■ **SOURCE MATERIAL**
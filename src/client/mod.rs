pub mod http_intake;
pub mod simulated;

use async_trait::async_trait;

use crate::errors::AppError;
use crate::models::{IntakeRequest, IntakeResponse};

pub use http_intake::HttpIntakeClient;
pub use simulated::SimulatedIntake;

/// The external collaborator that turns an utterance into a reply.
/// One attempt per call: no retry, timeout or cancellation.
#[async_trait]
pub trait IntakeBackend: Send + Sync {
    async fn exchange(&self, request: &IntakeRequest) -> Result<IntakeResponse, AppError>;
}

/// Source of the terms and conditions text shown by the terms gate.
#[async_trait]
pub trait TermsSource: Send + Sync {
    async fn fetch_terms(&self) -> Result<String, AppError>;
}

■ **EXERCISE REQUIREMENTS**
Copy whichever lines in the listing above hold "IntakeRequest".

■ **WRITTEN RESPONSE**
use crate::models::{IntakeRequest, IntakeResponse};
    async fn exchange(&self, request: &IntakeRequest) -> Result<IntakeResponse, AppError>;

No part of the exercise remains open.